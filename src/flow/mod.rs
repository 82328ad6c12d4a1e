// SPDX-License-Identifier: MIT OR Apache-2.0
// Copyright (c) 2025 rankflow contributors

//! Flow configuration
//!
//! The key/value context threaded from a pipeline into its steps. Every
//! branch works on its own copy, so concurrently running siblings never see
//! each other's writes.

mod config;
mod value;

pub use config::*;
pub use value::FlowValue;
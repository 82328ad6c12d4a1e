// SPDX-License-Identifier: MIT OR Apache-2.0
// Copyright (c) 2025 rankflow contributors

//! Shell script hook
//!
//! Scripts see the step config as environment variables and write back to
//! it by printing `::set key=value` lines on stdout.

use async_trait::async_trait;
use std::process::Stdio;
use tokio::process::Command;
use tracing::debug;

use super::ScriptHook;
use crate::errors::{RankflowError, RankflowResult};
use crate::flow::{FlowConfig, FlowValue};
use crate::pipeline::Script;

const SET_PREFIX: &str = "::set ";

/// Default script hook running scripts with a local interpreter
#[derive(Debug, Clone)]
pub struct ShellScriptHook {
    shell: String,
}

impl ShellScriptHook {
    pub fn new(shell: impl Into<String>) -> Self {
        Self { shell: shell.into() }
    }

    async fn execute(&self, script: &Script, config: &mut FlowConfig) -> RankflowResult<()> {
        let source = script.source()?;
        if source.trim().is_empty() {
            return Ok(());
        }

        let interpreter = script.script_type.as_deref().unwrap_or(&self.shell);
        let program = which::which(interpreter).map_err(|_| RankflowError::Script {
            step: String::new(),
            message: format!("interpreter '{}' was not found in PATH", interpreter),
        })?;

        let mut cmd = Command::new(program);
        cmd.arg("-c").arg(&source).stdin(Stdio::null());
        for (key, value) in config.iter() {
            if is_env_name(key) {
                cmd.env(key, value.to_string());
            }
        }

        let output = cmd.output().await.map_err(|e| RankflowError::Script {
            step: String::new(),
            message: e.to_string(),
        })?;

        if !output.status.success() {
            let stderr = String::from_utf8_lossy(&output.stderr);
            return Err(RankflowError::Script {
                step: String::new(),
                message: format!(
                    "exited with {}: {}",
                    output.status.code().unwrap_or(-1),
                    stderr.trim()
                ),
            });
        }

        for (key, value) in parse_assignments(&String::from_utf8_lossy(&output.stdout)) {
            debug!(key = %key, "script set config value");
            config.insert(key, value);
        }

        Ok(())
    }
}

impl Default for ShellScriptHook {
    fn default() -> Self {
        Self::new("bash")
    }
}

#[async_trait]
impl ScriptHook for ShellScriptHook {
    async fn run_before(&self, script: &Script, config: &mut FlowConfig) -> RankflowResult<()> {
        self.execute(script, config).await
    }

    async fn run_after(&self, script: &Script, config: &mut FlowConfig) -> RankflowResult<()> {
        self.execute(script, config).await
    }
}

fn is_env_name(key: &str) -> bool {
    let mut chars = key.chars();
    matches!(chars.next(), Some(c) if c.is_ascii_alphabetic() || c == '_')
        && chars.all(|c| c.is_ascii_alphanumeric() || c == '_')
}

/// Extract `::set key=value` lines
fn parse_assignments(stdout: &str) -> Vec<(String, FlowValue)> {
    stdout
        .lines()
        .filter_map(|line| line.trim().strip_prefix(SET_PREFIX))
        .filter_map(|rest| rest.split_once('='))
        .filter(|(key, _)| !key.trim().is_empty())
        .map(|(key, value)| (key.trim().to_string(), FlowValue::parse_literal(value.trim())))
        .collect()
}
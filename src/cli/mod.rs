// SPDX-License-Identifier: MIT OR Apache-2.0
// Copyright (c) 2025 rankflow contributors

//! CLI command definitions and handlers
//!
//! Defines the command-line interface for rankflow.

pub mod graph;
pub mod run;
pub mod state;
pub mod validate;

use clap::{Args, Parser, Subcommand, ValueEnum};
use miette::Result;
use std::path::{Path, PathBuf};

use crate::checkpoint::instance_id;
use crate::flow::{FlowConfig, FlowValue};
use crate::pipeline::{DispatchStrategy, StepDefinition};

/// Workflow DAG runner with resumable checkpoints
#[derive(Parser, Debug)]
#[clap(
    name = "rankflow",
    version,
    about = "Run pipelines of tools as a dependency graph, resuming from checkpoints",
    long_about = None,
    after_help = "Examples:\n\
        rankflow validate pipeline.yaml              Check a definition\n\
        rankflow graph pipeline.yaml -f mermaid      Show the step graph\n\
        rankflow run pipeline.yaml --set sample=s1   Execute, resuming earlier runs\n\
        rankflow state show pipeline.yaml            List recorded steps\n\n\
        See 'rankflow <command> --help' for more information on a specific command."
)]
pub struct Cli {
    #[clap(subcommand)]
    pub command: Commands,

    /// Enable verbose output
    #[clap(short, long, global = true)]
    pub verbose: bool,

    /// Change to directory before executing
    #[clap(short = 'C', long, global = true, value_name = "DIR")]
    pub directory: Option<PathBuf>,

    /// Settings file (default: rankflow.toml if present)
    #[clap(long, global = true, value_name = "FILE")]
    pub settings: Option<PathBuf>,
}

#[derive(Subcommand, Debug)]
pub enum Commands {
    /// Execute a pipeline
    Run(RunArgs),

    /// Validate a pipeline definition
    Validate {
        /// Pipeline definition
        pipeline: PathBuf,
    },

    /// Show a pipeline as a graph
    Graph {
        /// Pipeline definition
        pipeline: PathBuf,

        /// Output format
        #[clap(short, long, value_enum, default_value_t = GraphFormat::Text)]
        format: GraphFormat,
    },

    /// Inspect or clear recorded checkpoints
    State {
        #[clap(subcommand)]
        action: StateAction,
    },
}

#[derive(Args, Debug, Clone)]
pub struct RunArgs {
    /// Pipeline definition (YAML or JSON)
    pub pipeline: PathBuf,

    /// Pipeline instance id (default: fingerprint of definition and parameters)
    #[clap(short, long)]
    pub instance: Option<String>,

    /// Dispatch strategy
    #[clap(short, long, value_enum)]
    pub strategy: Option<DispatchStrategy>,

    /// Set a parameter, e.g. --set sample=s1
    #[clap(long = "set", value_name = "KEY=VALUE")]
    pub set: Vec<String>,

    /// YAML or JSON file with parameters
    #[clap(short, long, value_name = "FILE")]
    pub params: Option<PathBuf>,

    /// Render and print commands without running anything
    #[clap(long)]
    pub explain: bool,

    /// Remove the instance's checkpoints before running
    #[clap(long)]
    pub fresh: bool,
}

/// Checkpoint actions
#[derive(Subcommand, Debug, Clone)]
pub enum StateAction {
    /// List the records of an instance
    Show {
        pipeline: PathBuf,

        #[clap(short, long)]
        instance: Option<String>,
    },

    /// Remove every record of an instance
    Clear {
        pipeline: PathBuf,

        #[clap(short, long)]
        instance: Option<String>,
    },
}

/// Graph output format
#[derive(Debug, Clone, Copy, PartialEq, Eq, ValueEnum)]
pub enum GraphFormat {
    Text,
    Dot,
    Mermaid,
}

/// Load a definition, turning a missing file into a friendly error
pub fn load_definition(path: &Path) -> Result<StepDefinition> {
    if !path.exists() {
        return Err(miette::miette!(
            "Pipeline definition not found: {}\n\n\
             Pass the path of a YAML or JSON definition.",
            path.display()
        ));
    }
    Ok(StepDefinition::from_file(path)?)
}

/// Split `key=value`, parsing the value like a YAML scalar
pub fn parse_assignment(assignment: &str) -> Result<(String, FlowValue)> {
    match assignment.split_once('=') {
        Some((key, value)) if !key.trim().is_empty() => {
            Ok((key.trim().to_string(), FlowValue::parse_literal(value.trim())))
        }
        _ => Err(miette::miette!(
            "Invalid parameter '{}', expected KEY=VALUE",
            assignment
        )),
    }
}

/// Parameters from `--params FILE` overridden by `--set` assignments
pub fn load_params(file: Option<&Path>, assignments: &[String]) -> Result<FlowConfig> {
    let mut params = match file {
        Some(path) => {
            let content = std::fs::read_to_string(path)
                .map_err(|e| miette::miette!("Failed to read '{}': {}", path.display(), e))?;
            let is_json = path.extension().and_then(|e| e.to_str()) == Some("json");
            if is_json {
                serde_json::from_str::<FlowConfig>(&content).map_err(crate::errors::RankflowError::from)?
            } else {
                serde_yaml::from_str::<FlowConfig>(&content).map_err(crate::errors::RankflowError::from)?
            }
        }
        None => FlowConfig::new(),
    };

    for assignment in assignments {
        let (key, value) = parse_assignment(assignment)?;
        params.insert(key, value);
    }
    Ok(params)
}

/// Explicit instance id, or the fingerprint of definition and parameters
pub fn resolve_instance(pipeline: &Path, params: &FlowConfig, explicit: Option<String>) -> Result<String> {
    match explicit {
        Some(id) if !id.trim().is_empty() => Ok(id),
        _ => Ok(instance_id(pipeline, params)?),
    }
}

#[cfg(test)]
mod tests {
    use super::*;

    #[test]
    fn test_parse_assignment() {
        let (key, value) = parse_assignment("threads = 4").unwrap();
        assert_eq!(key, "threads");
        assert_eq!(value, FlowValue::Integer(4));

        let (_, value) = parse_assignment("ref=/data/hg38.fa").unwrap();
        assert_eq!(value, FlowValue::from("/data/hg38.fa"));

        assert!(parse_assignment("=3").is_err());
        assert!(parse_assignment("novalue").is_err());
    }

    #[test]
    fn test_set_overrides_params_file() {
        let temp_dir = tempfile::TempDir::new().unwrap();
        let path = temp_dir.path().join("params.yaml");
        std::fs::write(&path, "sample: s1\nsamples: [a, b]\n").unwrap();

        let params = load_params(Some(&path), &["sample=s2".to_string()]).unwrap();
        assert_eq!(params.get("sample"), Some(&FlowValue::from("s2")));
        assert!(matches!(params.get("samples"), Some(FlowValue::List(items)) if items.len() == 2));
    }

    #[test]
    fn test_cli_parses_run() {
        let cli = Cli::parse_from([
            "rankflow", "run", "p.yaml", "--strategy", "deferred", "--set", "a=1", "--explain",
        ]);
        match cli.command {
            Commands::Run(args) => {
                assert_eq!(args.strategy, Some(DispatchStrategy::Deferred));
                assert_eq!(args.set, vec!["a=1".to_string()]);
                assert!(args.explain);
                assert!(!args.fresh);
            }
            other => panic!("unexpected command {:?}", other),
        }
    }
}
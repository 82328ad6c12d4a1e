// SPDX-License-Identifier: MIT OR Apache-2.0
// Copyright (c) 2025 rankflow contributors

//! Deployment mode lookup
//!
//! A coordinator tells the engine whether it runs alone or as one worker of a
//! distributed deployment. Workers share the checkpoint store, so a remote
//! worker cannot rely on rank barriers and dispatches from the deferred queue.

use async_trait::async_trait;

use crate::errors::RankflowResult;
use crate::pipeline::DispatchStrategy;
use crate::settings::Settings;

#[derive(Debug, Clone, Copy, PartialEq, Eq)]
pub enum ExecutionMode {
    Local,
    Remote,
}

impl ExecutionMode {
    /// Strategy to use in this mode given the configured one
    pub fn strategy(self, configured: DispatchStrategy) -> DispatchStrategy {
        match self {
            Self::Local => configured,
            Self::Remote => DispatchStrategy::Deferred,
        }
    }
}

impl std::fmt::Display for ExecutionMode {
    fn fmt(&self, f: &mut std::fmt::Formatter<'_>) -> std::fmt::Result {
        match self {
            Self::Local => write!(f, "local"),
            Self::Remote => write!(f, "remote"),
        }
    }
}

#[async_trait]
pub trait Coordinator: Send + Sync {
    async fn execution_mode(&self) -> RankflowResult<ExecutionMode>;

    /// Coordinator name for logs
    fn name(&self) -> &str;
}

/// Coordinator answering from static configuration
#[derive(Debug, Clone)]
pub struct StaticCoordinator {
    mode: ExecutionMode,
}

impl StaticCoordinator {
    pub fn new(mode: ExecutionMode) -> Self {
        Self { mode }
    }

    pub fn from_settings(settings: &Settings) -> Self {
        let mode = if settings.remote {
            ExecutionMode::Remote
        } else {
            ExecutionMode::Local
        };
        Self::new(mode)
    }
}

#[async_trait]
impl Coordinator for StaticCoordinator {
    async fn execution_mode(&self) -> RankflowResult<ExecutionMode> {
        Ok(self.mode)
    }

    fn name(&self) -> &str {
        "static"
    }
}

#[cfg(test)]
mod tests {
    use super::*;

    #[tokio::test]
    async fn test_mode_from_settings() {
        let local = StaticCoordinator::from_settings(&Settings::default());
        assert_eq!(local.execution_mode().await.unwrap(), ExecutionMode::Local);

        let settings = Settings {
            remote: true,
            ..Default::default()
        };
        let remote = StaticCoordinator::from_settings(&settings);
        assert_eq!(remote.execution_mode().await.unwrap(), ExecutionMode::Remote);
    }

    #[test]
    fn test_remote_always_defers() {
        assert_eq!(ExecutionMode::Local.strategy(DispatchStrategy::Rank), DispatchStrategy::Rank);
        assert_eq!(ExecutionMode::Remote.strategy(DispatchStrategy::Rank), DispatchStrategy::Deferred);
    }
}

» **Task requirements**: Up to and including the line with "use super::ScriptHook;", print every line of the material above, starting from its first line, exactly.

» **Response for this exercise**:
filename src/flow/mod.rs
repository 82328ad6c12d4a1e
// SPDX-License-Identifier: MIT OR Apache-2.0
// Copyright (c) 2025 rankflow contributors

//! Flow configuration
//!
//! The key/value context threaded from a pipeline into its steps. Every
//! branch works on its own copy, so concurrently running siblings never see
//! each other's writes.

mod config;
mod value;

pub use config::*;
pub use value::FlowValue;
repository 82328ad6c12d4a1e
// SPDX-License-Identifier: MIT OR Apache-2.0
// Copyright (c) 2025 rankflow contributors

//! Shell script hook
//!
//! Scripts see the step config as environment variables and write back to
//! it by printing `::set key=value` lines on stdout.

use async_trait::async_trait;
use std::process::Stdio;
use tokio::process::Command;
use tracing::debug;

use super::ScriptHook;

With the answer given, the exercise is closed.